ON A BIEN COMPRIS que l'attentat du 11 mars à Madrid avait pour objectif de faire perdre la droite espagnole aux élections. Les électeurs se sont jetés dans le piège et les socialistes ont triomphé. Ce monstre qui n'a rien d'humain et se nomme Abou Moussab Al Zarqaoui fait-il le bon calcul pour ce qui concerne l'élection présidentielle aux Etats-Unis ? La réaction des Américains, c'est la colère et le dégoût face aux méthodes épouvantables des preneurs d'otages. La décapitation filmée d'Eugene Armstrong (le son venant à l'appui de l'image) n'est ni la première ni la dernière du genre : la pratique conduit quelques experts, qui oublient peut-être un ou deux principes de base, à s'émerveiller sur l'usage extrêmement « professionnel » que les terroristes font de la vidéo. Il n'est pas sûr qu'elle invite l'électorat à choisir un candidat plus pacifique que M. Bush, sauf si la multiplication des films d'horreur prend la campagne de vitesse, c'est-à-dire qu'à la colère et à la rage succède la peur aux Etats-Unis.
Absence de perspective.
On dira donc que la dose de sauvagerie que les insurgés ajoutent à leurs crimes n'est pas de nature à faire céder les Américains.

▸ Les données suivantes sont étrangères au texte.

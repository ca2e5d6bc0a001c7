// Copyright 2021 The rust-pretrain Authors
// Licensed under the Apache License, Version 2.0 (the "License");
// you may not use this file except in compliance with the License.
// You may obtain a copy of the License at
//     http://www.apache.org/licenses/LICENSE-2.0
// Unless required by applicable law or agreed to in writing, software
// distributed under the License is distributed on an "AS IS" BASIS,
// WITHOUT WARRANTIES OR CONDITIONS OF ANY KIND, either express or implied.
// See the License for the specific language governing permissions and
// limitations under the License.

use crate::common::error::PretrainError;
use crate::optimizer::{index_state, missing_state, Optimizer, Parameter};
use tch::{Kind, Tensor};

/// # AdamW configuration
#[derive(Debug, Clone)]
pub struct AdamWConfig {
    pub lr: f64,
    pub beta1: f64,
    pub beta2: f64,
    pub eps: f64,
}

impl Default for AdamWConfig {
    fn default() -> Self {
        AdamWConfig {
            lr: 2e-4,
            beta1: 0.9,
            beta2: 0.999,
            eps: 1e-8,
        }
    }
}

struct ParamState {
    exp_avg: Tensor,
    exp_avg_sq: Tensor,
}

/// # AdamW optimizer
/// Adam with bias correction and decoupled weight decay (Loshchilov & Hutter, 2019).
/// The weight decay of each parameter comes from its `Parameter` group, the decay step is applied
/// after the Adam update and scaled by the learning rate.
pub struct AdamW {
    config: AdamWConfig,
    parameters: Vec<Parameter>,
    state: Vec<Option<ParamState>>,
    steps: i64,
}

impl AdamW {
    pub fn new(parameters: Vec<Parameter>, config: AdamWConfig) -> Result<AdamW, PretrainError> {
        if config.lr < 0.0 || config.eps < 0.0 {
            return Err(PretrainError::InvalidConfigurationError(format!(
                "invalid AdamW learning rate {} or epsilon {}",
                config.lr, config.eps
            )));
        }
        if !(0.0..1.0).contains(&config.beta1) || !(0.0..1.0).contains(&config.beta2) {
            return Err(PretrainError::InvalidConfigurationError(format!(
                "AdamW betas must be in [0, 1), got ({}, {})",
                config.beta1, config.beta2
            )));
        }
        let state = parameters.iter().map(|_| None).collect();
        Ok(AdamW {
            config,
            parameters,
            state,
            steps: 0,
        })
    }
}

impl Optimizer for AdamW {
    fn parameters(&self) -> &[Parameter] {
        &self.parameters
    }

    fn step(&mut self) -> Result<(), PretrainError> {
        self.steps += 1;
        let AdamWConfig {
            lr,
            beta1,
            beta2,
            eps,
        } = self.config;
        let bias_correction1 = 1.0 - beta1.powi(self.steps as i32);
        let bias_correction2 = 1.0 - beta2.powi(self.steps as i32);
        let step_size = lr * bias_correction2.sqrt() / bias_correction1;

        let parameters = &self.parameters;
        let states = &mut self.state;
        tch::no_grad(|| {
            for (parameter, state) in parameters.iter().zip(states.iter_mut()) {
                let grad = parameter.tensor.grad();
                if !grad.defined() {
                    continue;
                }
                let grad = grad.to_kind(Kind::Float);
                let previous = state.take().unwrap_or_else(|| ParamState {
                    exp_avg: grad.zeros_like(),
                    exp_avg_sq: grad.zeros_like(),
                });
                let exp_avg = previous.exp_avg * beta1 + &grad * (1.0 - beta1);
                let exp_avg_sq = previous.exp_avg_sq * beta2 + &grad * &grad * (1.0 - beta2);
                let denominator = exp_avg_sq.sqrt() + eps;

                let mut new_param = parameter.tensor.to_kind(Kind::Float)
                    - (&exp_avg / denominator) * step_size;
                if parameter.weight_decay > 0.0 {
                    new_param = &new_param - &new_param * (lr * parameter.weight_decay);
                }
                let mut target = parameter.tensor.shallow_clone();
                target.copy_(&new_param.to_kind(parameter.tensor.kind()));
                *state = Some(ParamState {
                    exp_avg,
                    exp_avg_sq,
                });
            }
        });
        Ok(())
    }

    fn learning_rate(&self) -> f64 {
        self.config.lr
    }

    fn set_learning_rate(&mut self, learning_rate: f64) {
        self.config.lr = learning_rate;
    }

    fn step_count(&self) -> i64 {
        self.steps
    }

    fn state_tensors(&self) -> Vec<(String, Tensor)> {
        let mut tensors = vec![("step".to_string(), Tensor::of_slice(&[self.steps]))];
        for (parameter, state) in self.parameters.iter().zip(self.state.iter()) {
            if let Some(state) = state {
                tensors.push((
                    format!("{}.exp_avg", parameter.name),
                    state.exp_avg.shallow_clone(),
                ));
                tensors.push((
                    format!("{}.exp_avg_sq", parameter.name),
                    state.exp_avg_sq.shallow_clone(),
                ));
            }
        }
        tensors
    }

    fn load_state_tensors(&mut self, tensors: Vec<(String, Tensor)>) -> Result<(), PretrainError> {
        let mut tensors = index_state(tensors);
        self.steps = tensors
            .remove("step")
            .ok_or_else(|| missing_state("step"))?
            .int64_value(&[0]);
        for (parameter, state) in self.parameters.iter().zip(self.state.iter_mut()) {
            let device = parameter.tensor.device();
            let exp_avg = tensors.remove(&format!("{}.exp_avg", parameter.name));
            let exp_avg_sq = tensors.remove(&format!("{}.exp_avg_sq", parameter.name));
            *state = match (exp_avg, exp_avg_sq) {
                (Some(exp_avg), Some(exp_avg_sq)) => Some(ParamState {
                    exp_avg: exp_avg.to_device(device),
                    exp_avg_sq: exp_avg_sq.to_device(device),
                }),
                (None, None) => None,
                _ => {
                    return Err(missing_state(&format!(
                        "{}.exp_avg / {}.exp_avg_sq",
                        parameter.name, parameter.name
                    )))
                }
            };
        }
        Ok(())
    }
}
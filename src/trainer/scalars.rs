// Copyright 2021 The rust-pretrain Authors
// Licensed under the Apache License, Version 2.0 (the "License");
// you may not use this file except in compliance with the License.
// You may obtain a copy of the License at
//     http://www.apache.org/licenses/LICENSE-2.0
// Unless required by applicable law or agreed to in writing, software
// distributed under the License is distributed on an "AS IS" BASIS,
// WITHOUT WARRANTIES OR CONDITIONS OF ANY KIND, either express or implied.
// See the License for the specific language governing permissions and
// limitations under the License.

use crate::common::error::PretrainError;
use serde::Serialize;
use std::fs::{self, File, OpenOptions};
use std::io::Write;
use std::path::{Path, PathBuf};

#[derive(Debug, Serialize)]
struct ScalarEvent<'a> {
    tag: &'a str,
    value: f64,
    step: usize,
    wall_time: f64,
}

/// # Scalar summary writer
/// Appends one JSON object per scalar (`tag`, `value`, `step`, `wall_time`) to
/// `{dir}/{run_name}_scalars.jsonl`.
pub struct ScalarWriter {
    path: PathBuf,
    file: File,
}

impl ScalarWriter {
    pub fn new(dir: &Path, run_name: &str) -> Result<ScalarWriter, PretrainError> {
        fs::create_dir_all(dir)?;
        let path = dir.join(format!("{}_scalars.jsonl", run_name));
        let file = OpenOptions::new().create(true).append(true).open(&path)?;
        Ok(ScalarWriter { path, file })
    }

    pub fn path(&self) -> &Path {
        &self.path
    }

    pub fn add_scalar(&mut self, tag: &str, value: f64, step: usize) -> Result<(), PretrainError> {
        let event = ScalarEvent {
            tag,
            value,
            step,
            wall_time: chrono::Utc::now().timestamp_millis() as f64 / 1000.0,
        };
        serde_json::to_writer(&mut self.file, &event)?;
        writeln!(self.file)?;
        self.file.flush()?;
        Ok(())
    }
}
impl TrainingArguments {
    pub fn validate(&self) -> Result<(), PretrainError> {
        for (name, value) in &[
            ("log_steps", self.log_steps),
            ("ckpt_steps", self.ckpt_steps),
            (
                "gradient_accumulation_steps",
                self.gradient_accumulation_steps,
            ),
        ] {
            if *value == 0 {
                return Err(PretrainError::InvalidConfigurationError(format!(
                    "{} must be at least 1",
                    name
                )));
            }
        }
        if let Some(max_grad_norm) = self.max_grad_norm {
            if max_grad_norm <= 0.0 {
                return Err(PretrainError::InvalidConfigurationError(format!(
                    "max_grad_norm must be strictly positive, got {}",
                    max_grad_norm
                )));
            }
        }
        Ok(())
    }

    /// Number of optimizer updates for a training loader of `batches_per_epoch` batches
    pub fn optimization_steps(&self, batches_per_epoch: usize) -> usize {
        let accumulation = self.gradient_accumulation_steps.max(1);
        (batches_per_epoch + accumulation - 1) / accumulation * self.epochs
    }
}

/// # Evaluation metrics
#[derive(Debug, Clone, Copy, PartialEq)]
pub struct EvalResult {
    pub loss: f64,
    /// Mean of the per-batch perplexities
    pub perplexity: f64,
    pub num_batches: usize,
}

/// # Outcome of `Trainer::train`
#[derive(Debug, Clone, PartialEq)]
pub struct TrainingSummary {
    pub train_steps: usize,
    pub optimizer_steps: i64,
    /// Epoch and global step the run was resumed from
    pub resumed_from: Option<(usize, usize)>,
    /// Evaluation after the last epoch
    pub eval: Option<EvalResult>,
}

fn progress_bar(len: usize, enabled: bool, prefix: &str) -> ProgressBar {
    if !enabled {
        return ProgressBar::hidden();
    }
    let bar = ProgressBar::new(len as u64);
    bar.set_style(
        ProgressStyle::default_bar()
            .template("{prefix} [{elapsed_precise}] [{bar:40.cyan/blue}] {pos}/{len} ({eta}) {msg}")
            .unwrap_or_else(|_| ProgressStyle::default_bar())
            .progress_chars("#>-"),
    );
    bar.set_prefix(prefix.to_string());
    bar
}

/// # Pretraining driver
pub struct Trainer<M: PretrainingModel> {
    config: TrainerConfig,
    dataset: Arc<dyn Dataset>,
    model: DataParallel<M>,
    optimizer: Box<dyn Optimizer>,
    scheduler: Option<Box<dyn LearningRateScheduler>>,
    checkpoint: Checkpoint,
    scalars: Option<ScalarWriter>,
    train_step: usize,
}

Ils ne sont pas insensibles, en revanche, au chaos qui règne en Irak, à l'incapacité des forces de la coalition d'y maîtriser le cours des événements, aux conflits internes (on parle déjà de guerre civile) qui s'ajoutent à la guerre que les diverses factions irakiennes font aux Etats-Unis. Au-delà de la férocité, c'est l'absence de perspective politique qui est consternante : et c'est pourquoi John Kerry s'est finalement décidé à attaquer George Bush sur le seul sujet qui compte en définitive : l'invasion de l'Irak, avec ses terribles conséquences, n'était pas indispensable à la lutte contre le terrorisme.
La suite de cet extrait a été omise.